DATA PROVIDED:
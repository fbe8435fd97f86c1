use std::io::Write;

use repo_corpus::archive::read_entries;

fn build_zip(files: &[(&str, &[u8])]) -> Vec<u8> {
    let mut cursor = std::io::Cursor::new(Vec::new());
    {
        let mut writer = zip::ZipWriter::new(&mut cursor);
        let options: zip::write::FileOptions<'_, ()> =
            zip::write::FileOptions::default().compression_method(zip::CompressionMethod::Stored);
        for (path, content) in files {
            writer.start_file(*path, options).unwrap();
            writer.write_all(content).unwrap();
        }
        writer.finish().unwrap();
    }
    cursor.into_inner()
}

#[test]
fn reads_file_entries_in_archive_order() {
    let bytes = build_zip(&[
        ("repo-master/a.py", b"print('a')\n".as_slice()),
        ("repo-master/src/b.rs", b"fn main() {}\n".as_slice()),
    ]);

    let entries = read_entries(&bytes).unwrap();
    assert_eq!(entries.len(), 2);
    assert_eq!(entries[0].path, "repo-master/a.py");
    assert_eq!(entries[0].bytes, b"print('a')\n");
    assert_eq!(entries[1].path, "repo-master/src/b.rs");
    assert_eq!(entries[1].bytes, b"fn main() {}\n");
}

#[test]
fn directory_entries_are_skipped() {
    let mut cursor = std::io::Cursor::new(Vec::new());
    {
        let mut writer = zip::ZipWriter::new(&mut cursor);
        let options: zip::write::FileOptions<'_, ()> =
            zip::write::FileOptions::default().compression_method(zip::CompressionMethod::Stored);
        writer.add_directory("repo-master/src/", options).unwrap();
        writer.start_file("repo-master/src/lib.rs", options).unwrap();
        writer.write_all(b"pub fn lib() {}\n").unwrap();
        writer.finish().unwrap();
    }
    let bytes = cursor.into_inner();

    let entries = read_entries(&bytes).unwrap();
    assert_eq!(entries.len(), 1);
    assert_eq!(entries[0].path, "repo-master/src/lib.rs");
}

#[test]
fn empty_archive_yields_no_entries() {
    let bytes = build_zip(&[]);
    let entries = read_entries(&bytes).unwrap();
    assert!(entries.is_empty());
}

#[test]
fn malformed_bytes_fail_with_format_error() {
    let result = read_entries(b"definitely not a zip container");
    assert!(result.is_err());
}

---

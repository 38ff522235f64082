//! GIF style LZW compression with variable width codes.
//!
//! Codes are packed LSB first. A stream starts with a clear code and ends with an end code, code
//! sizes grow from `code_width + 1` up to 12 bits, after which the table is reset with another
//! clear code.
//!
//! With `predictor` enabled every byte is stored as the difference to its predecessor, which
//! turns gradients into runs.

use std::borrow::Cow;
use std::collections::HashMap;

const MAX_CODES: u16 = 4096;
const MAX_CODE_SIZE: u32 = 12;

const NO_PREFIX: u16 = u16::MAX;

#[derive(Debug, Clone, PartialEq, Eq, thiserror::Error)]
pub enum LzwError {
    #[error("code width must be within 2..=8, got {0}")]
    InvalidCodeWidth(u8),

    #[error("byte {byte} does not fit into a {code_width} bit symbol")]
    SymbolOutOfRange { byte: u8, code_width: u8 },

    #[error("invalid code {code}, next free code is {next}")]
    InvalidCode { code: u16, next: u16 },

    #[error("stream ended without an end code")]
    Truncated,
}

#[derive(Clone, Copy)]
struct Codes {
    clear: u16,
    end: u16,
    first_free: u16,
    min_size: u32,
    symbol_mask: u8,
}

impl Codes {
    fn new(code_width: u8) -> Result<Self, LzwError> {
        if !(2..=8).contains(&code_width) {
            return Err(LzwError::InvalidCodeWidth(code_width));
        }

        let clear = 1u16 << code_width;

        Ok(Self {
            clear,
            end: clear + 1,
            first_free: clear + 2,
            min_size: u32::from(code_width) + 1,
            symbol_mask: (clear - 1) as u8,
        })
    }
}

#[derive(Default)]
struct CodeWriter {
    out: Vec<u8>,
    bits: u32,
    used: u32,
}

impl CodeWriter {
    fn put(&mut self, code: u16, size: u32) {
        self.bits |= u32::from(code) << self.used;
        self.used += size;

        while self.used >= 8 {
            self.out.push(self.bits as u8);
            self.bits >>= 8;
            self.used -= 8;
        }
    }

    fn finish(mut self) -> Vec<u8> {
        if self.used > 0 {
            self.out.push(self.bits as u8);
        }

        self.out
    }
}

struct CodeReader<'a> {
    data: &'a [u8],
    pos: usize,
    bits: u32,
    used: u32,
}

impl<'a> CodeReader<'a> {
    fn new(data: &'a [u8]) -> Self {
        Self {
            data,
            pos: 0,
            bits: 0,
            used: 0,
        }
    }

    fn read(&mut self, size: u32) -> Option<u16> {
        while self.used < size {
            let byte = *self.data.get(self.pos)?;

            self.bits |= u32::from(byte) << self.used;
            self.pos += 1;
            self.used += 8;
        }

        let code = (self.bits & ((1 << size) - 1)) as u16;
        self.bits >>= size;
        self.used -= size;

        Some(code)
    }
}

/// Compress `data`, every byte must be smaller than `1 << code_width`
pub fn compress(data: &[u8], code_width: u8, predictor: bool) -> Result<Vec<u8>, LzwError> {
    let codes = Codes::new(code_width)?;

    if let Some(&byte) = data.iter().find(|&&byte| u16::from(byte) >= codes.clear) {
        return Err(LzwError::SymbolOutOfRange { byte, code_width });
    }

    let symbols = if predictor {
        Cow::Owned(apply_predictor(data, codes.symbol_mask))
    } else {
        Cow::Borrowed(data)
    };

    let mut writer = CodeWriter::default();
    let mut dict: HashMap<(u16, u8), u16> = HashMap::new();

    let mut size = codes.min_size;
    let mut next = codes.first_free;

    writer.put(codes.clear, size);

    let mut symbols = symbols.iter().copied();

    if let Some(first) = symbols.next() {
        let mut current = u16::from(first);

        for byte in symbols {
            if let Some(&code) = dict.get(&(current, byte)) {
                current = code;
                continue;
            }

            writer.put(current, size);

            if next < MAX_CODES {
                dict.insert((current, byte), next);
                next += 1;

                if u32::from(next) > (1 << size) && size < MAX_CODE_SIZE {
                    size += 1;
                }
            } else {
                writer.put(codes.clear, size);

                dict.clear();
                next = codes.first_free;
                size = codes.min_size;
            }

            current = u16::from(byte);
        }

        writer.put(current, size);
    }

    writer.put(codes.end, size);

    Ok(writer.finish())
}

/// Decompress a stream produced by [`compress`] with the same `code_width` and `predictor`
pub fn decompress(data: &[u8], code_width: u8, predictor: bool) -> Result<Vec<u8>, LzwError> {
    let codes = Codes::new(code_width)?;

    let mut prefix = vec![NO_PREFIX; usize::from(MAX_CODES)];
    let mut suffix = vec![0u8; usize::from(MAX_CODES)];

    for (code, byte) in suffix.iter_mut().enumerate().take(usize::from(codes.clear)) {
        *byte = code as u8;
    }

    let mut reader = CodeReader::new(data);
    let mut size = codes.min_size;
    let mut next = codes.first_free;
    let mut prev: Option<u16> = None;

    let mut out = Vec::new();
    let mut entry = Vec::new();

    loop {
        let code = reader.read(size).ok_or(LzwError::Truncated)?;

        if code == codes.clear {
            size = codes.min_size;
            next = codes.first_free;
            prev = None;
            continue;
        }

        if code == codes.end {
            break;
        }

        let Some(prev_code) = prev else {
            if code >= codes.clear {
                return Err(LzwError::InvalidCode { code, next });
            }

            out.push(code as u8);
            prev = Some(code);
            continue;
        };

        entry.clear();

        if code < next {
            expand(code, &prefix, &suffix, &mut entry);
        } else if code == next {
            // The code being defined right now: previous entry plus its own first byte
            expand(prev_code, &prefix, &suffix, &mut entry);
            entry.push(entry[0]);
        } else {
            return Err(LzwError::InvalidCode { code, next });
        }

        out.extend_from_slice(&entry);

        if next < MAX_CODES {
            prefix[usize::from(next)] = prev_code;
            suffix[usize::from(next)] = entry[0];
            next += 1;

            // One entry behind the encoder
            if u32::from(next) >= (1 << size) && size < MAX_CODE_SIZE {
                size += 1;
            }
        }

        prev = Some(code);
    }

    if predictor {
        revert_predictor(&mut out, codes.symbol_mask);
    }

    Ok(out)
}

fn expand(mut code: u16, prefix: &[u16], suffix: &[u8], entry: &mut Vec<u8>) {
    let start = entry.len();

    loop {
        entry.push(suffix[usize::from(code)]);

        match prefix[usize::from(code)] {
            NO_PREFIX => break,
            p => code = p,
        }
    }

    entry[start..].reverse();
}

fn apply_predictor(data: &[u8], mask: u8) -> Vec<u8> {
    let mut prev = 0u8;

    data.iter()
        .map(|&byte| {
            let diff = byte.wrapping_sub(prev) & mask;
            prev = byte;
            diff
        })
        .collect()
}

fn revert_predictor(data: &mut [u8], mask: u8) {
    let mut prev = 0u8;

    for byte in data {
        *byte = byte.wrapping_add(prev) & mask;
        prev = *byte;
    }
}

---

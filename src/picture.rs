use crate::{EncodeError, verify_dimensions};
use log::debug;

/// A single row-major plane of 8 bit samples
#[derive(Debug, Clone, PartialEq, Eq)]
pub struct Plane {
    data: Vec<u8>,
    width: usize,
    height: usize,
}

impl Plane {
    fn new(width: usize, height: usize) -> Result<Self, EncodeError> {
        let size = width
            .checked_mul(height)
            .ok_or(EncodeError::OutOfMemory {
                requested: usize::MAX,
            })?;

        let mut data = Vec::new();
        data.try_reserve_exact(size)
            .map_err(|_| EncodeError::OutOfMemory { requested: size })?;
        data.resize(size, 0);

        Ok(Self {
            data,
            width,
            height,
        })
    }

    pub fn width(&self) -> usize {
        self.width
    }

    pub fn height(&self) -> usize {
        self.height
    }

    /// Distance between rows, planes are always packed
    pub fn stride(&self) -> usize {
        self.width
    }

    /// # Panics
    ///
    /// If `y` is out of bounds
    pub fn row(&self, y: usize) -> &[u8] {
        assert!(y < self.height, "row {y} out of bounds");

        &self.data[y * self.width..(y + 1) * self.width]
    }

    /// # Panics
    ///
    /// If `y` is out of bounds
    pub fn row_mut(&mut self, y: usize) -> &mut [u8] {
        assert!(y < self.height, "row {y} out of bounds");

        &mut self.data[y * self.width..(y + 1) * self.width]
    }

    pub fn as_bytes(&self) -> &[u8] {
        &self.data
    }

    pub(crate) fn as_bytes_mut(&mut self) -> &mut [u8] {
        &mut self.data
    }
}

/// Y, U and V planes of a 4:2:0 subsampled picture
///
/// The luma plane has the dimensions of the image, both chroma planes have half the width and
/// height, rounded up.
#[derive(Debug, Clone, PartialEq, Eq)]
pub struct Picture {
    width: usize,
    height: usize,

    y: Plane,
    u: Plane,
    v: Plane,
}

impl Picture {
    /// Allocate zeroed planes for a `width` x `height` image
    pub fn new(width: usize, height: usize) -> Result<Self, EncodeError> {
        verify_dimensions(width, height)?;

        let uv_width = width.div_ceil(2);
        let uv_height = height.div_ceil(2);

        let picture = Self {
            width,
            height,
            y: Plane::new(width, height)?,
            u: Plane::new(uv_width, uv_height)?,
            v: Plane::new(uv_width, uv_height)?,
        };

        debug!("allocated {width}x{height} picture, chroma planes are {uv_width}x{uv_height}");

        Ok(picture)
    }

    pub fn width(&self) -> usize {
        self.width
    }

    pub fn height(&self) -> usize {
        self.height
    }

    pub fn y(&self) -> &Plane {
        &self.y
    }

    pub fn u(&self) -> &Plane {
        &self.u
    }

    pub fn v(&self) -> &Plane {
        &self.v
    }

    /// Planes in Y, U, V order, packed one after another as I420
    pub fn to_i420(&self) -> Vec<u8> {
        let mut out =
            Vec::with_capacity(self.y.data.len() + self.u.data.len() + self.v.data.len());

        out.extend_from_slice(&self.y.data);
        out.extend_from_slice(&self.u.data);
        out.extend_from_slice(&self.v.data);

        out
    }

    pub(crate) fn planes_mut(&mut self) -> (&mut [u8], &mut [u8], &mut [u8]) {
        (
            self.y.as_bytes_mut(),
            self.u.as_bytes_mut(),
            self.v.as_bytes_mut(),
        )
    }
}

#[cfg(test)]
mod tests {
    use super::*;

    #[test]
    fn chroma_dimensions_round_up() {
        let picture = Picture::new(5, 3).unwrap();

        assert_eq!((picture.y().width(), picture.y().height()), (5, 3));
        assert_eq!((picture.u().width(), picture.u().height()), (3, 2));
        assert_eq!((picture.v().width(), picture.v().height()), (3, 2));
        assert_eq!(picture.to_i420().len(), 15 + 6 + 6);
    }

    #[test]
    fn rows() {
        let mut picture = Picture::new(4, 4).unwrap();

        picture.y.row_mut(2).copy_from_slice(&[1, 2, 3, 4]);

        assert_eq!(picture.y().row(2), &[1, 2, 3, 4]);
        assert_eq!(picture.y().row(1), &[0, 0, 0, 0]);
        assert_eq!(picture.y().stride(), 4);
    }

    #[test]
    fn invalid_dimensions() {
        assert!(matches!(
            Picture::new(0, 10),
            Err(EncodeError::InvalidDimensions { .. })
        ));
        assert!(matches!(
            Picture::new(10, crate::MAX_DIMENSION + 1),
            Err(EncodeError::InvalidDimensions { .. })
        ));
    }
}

WHAT TO WORK ON:
One stretch of the lines above is wanted, from the line that contains "gradients into runs." through the line that contains "u8, code_width: u8". Output it exactly.

WRITTEN ANSWER:
//! turns gradients into runs.

use std::borrow::Cow;
use std::collections::HashMap;

const MAX_CODES: u16 = 4096;
const MAX_CODE_SIZE: u32 = 12;

const NO_PREFIX: u16 = u16::MAX;

#[derive(Debug, Clone, PartialEq, Eq, thiserror::Error)]
pub enum LzwError {
    #[error("code width must be within 2..=8, got {0}")]
    InvalidCodeWidth(u8),

    #[error("byte {byte} does not fit into a {code_width} bit symbol")]
    SymbolOutOfRange { byte: u8, code_width: u8 },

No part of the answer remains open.